• **YOUR ASSIGNMENT**
Only one span of the listing below should come back. It runs from the line with "repository d10d6736ec0f6d68" through the line with "posts and reports.", and each of its lines must be reproduced exactly.

• **PROVIDED INFORMATION**

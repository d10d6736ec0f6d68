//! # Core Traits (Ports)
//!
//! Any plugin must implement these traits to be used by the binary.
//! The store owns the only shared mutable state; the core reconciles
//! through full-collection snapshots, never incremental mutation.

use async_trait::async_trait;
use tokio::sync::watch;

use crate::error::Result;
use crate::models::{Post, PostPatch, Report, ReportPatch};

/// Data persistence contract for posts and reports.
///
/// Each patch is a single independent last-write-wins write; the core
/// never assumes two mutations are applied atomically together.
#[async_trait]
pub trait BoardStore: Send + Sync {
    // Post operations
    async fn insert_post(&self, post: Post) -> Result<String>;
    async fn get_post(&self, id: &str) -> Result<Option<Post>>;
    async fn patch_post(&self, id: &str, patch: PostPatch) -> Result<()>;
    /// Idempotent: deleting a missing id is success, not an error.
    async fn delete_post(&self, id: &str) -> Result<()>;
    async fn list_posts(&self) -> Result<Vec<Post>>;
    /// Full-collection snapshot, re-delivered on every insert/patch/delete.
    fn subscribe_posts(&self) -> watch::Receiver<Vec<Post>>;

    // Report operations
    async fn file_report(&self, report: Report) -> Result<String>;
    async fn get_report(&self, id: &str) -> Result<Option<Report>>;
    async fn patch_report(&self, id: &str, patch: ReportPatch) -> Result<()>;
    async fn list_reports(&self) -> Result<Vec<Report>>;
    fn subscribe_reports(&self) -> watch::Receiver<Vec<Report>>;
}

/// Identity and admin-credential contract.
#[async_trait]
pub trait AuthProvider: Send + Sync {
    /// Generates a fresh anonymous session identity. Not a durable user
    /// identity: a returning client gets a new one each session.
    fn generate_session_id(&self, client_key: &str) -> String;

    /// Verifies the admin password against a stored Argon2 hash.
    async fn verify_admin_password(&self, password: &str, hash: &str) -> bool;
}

==

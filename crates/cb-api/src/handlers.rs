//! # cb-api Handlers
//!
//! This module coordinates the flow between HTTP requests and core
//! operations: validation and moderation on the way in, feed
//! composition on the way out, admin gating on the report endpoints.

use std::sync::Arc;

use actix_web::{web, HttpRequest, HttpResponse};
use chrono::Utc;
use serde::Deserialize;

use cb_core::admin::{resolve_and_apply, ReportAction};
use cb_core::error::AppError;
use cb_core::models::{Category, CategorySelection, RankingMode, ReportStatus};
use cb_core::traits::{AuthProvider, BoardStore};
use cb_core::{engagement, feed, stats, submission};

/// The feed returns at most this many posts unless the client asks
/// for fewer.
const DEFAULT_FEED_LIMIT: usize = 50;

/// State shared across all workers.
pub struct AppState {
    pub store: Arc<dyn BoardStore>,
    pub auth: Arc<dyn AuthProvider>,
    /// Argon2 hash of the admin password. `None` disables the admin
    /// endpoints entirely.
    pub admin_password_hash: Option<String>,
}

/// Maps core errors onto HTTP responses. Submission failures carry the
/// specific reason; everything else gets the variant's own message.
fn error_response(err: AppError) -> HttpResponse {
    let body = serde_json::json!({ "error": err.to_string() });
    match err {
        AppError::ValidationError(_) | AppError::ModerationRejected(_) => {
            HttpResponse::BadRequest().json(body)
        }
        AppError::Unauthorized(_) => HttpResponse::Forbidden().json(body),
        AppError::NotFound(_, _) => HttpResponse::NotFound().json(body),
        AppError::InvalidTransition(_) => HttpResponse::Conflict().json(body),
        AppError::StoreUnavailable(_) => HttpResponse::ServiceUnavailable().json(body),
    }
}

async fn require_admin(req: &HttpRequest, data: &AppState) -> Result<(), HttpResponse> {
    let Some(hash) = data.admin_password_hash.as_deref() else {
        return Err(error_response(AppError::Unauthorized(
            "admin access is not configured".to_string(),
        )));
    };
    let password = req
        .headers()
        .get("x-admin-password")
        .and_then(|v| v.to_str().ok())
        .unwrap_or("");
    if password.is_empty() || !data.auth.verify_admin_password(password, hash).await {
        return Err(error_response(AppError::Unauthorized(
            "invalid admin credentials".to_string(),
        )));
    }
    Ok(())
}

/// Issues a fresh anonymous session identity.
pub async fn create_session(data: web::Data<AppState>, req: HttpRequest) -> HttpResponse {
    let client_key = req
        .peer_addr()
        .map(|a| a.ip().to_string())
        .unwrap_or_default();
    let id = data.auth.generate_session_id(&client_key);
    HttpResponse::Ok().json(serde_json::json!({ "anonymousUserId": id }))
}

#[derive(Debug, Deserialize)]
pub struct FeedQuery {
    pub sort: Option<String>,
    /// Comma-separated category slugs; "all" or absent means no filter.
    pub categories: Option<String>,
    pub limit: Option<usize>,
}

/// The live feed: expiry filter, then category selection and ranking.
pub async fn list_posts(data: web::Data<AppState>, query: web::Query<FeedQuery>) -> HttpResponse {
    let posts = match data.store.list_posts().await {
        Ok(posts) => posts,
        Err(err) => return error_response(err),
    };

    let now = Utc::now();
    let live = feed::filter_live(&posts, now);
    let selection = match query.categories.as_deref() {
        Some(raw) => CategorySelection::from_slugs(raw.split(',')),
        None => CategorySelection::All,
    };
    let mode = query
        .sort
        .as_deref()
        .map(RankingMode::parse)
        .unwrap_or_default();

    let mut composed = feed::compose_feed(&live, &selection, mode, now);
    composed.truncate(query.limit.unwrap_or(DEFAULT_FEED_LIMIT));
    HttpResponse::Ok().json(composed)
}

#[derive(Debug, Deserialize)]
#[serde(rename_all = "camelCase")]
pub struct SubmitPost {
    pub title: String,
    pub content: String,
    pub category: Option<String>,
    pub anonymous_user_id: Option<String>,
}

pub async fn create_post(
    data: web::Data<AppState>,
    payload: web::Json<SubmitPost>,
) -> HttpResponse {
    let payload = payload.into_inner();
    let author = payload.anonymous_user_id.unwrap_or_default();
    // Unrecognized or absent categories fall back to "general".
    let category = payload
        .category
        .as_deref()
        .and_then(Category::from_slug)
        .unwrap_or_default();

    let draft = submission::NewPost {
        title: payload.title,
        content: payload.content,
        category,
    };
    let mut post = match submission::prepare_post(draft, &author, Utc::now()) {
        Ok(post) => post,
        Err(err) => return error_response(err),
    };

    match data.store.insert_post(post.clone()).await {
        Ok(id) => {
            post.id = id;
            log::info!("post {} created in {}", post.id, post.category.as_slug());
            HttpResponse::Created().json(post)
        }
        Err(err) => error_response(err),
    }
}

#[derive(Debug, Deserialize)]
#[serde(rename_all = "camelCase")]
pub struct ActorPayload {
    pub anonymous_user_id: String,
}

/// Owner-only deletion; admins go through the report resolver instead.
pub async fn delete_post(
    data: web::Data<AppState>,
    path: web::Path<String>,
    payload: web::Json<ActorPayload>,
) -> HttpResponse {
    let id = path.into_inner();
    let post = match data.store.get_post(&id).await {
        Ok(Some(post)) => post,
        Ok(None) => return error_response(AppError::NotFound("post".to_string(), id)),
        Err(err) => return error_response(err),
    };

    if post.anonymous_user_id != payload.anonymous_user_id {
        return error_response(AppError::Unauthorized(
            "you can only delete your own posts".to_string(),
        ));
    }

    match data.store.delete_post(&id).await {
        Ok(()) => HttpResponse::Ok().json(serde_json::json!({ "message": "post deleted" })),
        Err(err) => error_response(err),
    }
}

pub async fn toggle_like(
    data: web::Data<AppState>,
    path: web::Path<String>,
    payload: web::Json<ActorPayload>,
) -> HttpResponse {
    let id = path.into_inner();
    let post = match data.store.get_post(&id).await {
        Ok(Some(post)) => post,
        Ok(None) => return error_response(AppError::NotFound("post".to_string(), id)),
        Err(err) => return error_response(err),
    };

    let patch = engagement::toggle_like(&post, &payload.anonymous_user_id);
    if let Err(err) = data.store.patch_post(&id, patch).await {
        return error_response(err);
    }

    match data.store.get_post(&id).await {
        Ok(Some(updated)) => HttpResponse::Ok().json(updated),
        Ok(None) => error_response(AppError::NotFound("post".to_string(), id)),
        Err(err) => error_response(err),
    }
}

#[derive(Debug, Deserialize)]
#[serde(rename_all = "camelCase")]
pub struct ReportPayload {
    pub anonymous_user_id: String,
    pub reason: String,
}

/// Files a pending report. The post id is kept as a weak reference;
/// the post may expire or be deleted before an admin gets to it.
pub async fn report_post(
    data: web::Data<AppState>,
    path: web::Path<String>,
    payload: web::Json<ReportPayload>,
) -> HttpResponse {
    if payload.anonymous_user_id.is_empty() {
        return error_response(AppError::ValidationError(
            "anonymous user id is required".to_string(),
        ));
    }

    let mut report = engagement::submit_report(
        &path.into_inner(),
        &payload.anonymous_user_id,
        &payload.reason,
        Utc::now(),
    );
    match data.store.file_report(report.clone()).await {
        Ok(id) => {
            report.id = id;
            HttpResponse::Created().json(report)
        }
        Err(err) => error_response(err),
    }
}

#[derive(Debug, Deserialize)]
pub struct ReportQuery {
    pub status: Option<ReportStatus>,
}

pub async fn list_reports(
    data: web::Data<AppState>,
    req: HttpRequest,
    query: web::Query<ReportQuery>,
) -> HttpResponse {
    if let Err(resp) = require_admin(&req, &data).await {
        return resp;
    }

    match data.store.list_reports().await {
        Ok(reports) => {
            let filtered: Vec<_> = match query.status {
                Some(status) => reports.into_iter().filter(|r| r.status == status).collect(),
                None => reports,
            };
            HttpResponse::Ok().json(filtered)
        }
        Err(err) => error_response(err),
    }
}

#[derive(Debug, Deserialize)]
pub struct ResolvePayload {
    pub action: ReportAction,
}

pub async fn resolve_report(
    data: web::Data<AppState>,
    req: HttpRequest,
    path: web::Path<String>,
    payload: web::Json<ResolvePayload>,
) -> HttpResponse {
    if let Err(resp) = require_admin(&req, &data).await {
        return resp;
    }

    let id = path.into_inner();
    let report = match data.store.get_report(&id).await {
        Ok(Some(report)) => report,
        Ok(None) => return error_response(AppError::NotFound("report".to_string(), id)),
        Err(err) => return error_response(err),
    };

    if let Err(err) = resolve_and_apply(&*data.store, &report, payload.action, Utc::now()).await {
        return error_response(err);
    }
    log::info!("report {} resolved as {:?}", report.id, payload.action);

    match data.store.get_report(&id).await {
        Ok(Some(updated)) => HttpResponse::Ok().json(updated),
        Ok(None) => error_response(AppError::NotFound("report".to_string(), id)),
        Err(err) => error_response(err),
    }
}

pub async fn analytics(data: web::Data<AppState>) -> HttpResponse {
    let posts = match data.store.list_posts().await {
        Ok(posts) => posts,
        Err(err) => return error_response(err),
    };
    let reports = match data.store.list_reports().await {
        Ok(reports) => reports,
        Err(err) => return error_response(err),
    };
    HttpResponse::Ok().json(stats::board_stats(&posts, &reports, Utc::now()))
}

• **ANSWER BOX**
repository d10d6736ec0f6d68
//! # Core Traits (Ports)
//!
//! Any plugin must implement these traits to be used by the binary.
//! The store owns the only shared mutable state; the core reconciles
//! through full-collection snapshots, never incremental mutation.

use async_trait::async_trait;
use tokio::sync::watch;

use crate::error::Result;
use crate::models::{Post, PostPatch, Report, ReportPatch};

/// Data persistence contract for posts and reports.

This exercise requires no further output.